Why does a nice corporate logo look…so corporate? The answer is well thought out readability, and reproducibility in all mediums. That is the reason so many large, effective corporations have simple, effective logos.

From wikipedia:

The first mention of the phrase could be ascribed to the American sculptor Horatio Greenough, who in 1852 was relating it to the organic principles of architecture.[1]

The American architect Louis Sullivan, who admired rationalist thinkers like Greenough, Thoreau, Emerson, Whitman and Melville – picked it up, in 1896, in his article «The Tall Office Building Artistically Considered». Here Sullivan actually said “form ever follows function”, but the simpler (and less emphatic) phrase is the one usually remembered.

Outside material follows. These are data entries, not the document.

//! Fixed-length GF(2) vectors.

use core::ops::Range;

use serde::{Deserialize, Serialize};

use crate::{tail_mask, words_for, Gf2Error, WORD_BITS};

/// Vector over GF(2) with `len` bits packed little-endian into `u64` words.
///
/// Bits beyond `len` in the last word are always zero, so equality compares
/// only the meaningful bits.
#[derive(Clone, Debug, Default, PartialEq, Eq, Hash, Serialize, Deserialize)]
#[serde(try_from = "RawBitVector")]
pub struct BitVector {
    len: usize,
    words: Vec<u64>,
}

#[derive(Deserialize)]
struct RawBitVector {
    len: usize,
    words: Vec<u64>,
}

impl TryFrom<RawBitVector> for BitVector {
    type Error = Gf2Error;

    fn try_from(raw: RawBitVector) -> Result<Self, Self::Error> {
        let expected = words_for(raw.len);
        if raw.words.len() != expected {
            return Err(Gf2Error::CorruptStorage(format!(
                "{}-bit vector needs {expected} words, found {}",
                raw.len,
                raw.words.len()
            )));
        }
        if raw.words.last().is_some_and(|&w| w & !tail_mask(raw.len) != 0) {
            return Err(Gf2Error::CorruptStorage(format!(
                "{}-bit vector has bits set past its end",
                raw.len
            )));
        }
        Ok(Self {
            len: raw.len,
            words: raw.words,
        })
    }
}

impl BitVector {
    /// Returns the all-zero vector of length `len`.
    pub fn zeros(len: usize) -> Self {
        Self {
            len,
            words: vec![0u64; words_for(len)],
        }
    }

    /// Builds a vector from its bits, index 0 first.
    pub fn from_bits<I: IntoIterator<Item = bool>>(bits: I) -> Self {
        let mut words = Vec::new();
        let mut len = 0usize;
        for bit in bits {
            if len % WORD_BITS == 0 {
                words.push(0u64);
            }
            if bit {
                words[len / WORD_BITS] |= 1u64 << (len % WORD_BITS);
            }
            len += 1;
        }
        Self { len, words }
    }

    /// Builds a vector of length `len` from packed words, discarding bits past `len`.
    pub fn from_words(len: usize, words: &[u64]) -> Self {
        let mut out = Self::zeros(len);
        for (dst, src) in out.words.iter_mut().zip(words) {
            *dst = *src;
        }
        out.mask_tail();
        out
    }

    /// Number of bits.
    pub fn len(&self) -> usize {
        self.len
    }

    /// Returns true for the zero-length vector.
    pub fn is_empty(&self) -> bool {
        self.len == 0
    }

    /// Packed backing words.
    pub fn words(&self) -> &[u64] {
        &self.words
    }

    /// Reads bit `index`.
    pub fn get(&self, index: usize) -> bool {
        assert!(index < self.len, "bit index {index} out of range");
        (self.words[index / WORD_BITS] >> (index % WORD_BITS)) & 1 == 1
    }

    /// Writes bit `index`.
    pub fn set(&mut self, index: usize, value: bool) {
        assert!(index < self.len, "bit index {index} out of range");
        let mask = 1u64 << (index % WORD_BITS);
        if value {
            self.words[index / WORD_BITS] |= mask;
        } else {
            self.words[index / WORD_BITS] &= !mask;
        }
    }

    /// Iterates over the bits, index 0 first.
    pub fn iter(&self) -> impl Iterator<Item = bool> + '_ {
        (0..self.len).map(move |i| self.get(i))
    }

    /// Number of set bits.
    pub fn count_ones(&self) -> usize {
        self.words.iter().map(|w| w.count_ones() as usize).sum()
    }

    /// Returns true if no bit is set.
    pub fn is_zero(&self) -> bool {
        self.words.iter().all(|&w| w == 0)
    }

    /// Adds `other` into `self`.
    pub fn xor_assign(&mut self, other: &Self) -> Result<(), Gf2Error> {
        if self.len != other.len {
            return Err(Gf2Error::DimensionMismatch {
                op: "vector add",
                left: (1, self.len),
                right: (1, other.len),
            });
        }
        for (d, s) in self.words.iter_mut().zip(&other.words) {
            *d ^= *s;
        }
        Ok(())
    }

    /// Inner product `<self, other>` over GF(2).
    pub fn dot(&self, other: &Self) -> Result<bool, Gf2Error> {
        if self.len != other.len {
            return Err(Gf2Error::DimensionMismatch {
                op: "dot",
                left: (1, self.len),
                right: (1, other.len),
            });
        }
        let parity = self
            .words
            .iter()
            .zip(&other.words)
            .fold(0u32, |acc, (a, b)| acc ^ (a & b).count_ones());
        Ok(parity & 1 == 1)
    }

    /// Returns the vector with its index order reversed (`i -> len - 1 - i`).
    pub fn reversed(&self) -> Self {
        Self::from_bits((0..self.len).rev().map(|i| self.get(i)))
    }

    /// Copies the bits in `range` into a new vector.
    pub fn slice(&self, range: Range<usize>) -> Self {
        assert!(range.end <= self.len, "slice {range:?} out of range");
        Self::from_bits(range.map(|i| self.get(i)))
    }

    /// Clears every bit in `range`.
    pub fn clear_range(&mut self, range: Range<usize>) {
        assert!(range.end <= self.len, "range {range:?} out of range");
        for i in range {
            self.set(i, false);
        }
    }

    /// Overwrites `self[offset..offset + src.len()]` with `src`.
    pub fn place(&mut self, offset: usize, src: &Self) -> Result<(), Gf2Error> {
        if offset + src.len > self.len {
            return Err(Gf2Error::DimensionMismatch {
                op: "vector place",
                left: (1, self.len),
                right: (1, offset + src.len),
            });
        }
        for (i, bit) in src.iter().enumerate() {
            self.set(offset + i, bit);
        }
        Ok(())
    }

    fn mask_tail(&mut self) {
        if let Some(last) = self.words.last_mut() {
            *last &= tail_mask(self.len);
        }
    }
}

impl FromIterator<bool> for BitVector {
    fn from_iter<I: IntoIterator<Item = bool>>(iter: I) -> Self {
        Self::from_bits(iter)
    }
}

#[cfg(test)]
mod tests {
    use super::*;
    use serde::Serialize;

    #[derive(Serialize)]
    struct Stored {
        len: usize,
        words: Vec<u64>,
    }

    fn load(len: usize, words: Vec<u64>) -> Result<BitVector, bincode::Error> {
        let bytes = bincode::serialize(&Stored { len, words }).unwrap();
        bincode::deserialize(&bytes)
    }

    #[test]
    fn deserialize_checks_word_count_and_tail() {
        let v = BitVector::from_bits((0..70).map(|i| i % 5 == 0));
        let bytes = bincode::serialize(&v).unwrap();
        assert_eq!(bincode::deserialize::<BitVector>(&bytes).unwrap(), v);

        let err = load(8, vec![]).unwrap_err();
        assert!(err.to_string().contains("8-bit vector needs 1 words, found 0"));
        assert!(load(8, vec![0, 0]).is_err());
        assert!(load(3, vec![0b1000]).is_err());
        assert_eq!(load(3, vec![0b101]).unwrap(), BitVector::from_bits([true, false, true]));
    }

    #[test]
    fn from_bits_packs_lsb_first() {
        let v = BitVector::from_bits([true, false, true, true]);
        assert_eq!(v.len(), 4);
        assert_eq!(v.words(), &[0b1101]);
    }

    #[test]
    fn from_words_masks_tail() {
        let v = BitVector::from_words(3, &[u64::MAX]);
        assert_eq!(v.words(), &[0b111]);
        assert_eq!(v, BitVector::from_bits([true; 3]));
    }

    #[test]
    fn reversed_mirrors_indices() {
        let v = BitVector::from_bits((0..70).map(|i| i % 3 == 0));
        let r = v.reversed();
        for i in 0..70 {
            assert_eq!(r.get(i), v.get(69 - i));
        }
        assert_eq!(r.reversed(), v);
    }

    #[test]
    fn slice_and_place_are_consistent() {
        let v = BitVector::from_bits((0..100).map(|i| i % 7 < 3));
        let part = v.slice(60..90);
        let mut w = BitVector::zeros(100);
        w.place(60, &part).unwrap();
        for i in 0..100 {
            let expected = (60..90).contains(&i) && v.get(i);
            assert_eq!(w.get(i), expected);
        }
        assert!(w.place(90, &part).is_err());
    }

    #[test]
    fn clear_range_and_xor() {
        let mut v = BitVector::from_bits([true; 10]);
        v.clear_range(2..5);
        assert_eq!(v.count_ones(), 7);
        let u = v.clone();
        v.xor_assign(&u).unwrap();
        assert!(v.is_zero());
        assert!(v.xor_assign(&BitVector::zeros(11)).is_err());
    }

    #[test]
    fn dot_is_parity_of_and() {
        let a = BitVector::from_bits([true, true, false, true]);
        let b = BitVector::from_bits([true, false, true, true]);
        assert!(!a.dot(&b).unwrap());
        let c = BitVector::from_bits([true, false, false, false]);
        assert!(a.dot(&c).unwrap());
    }
}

For Sullivan this was distilled wisdom, an aesthetic credo, the single “rule that shall permit of no exception”. The full quote is thus:

It is the pervading law of all things organic and inorganic,
Of all things physical and metaphysical,
Of all things human and all things super-human,
Of all true manifestations of the head,
Of the heart, of the soul,
That the life is recognizable in its expression,
That form ever follows function. This is the law.[2]

Sullivan developed the shape of the tall steel skyscraper in late 19th Century Chicago at the very moment when technology, taste and economic forces converged violently and made it necessary to drop the established styles of the past. If the shape of the building wasn’t going to be chosen out of the old pattern book something had to determine form, and according to Sullivan it was going to be the purpose of the building. It was “form follows function”, as opposed to “form follows precedent”. Sullivan’s assistant Frank Lloyd Wright adopted and professed the same principle in slightly different form—perhaps because shaking off the old styles gave them more freedom and latitude.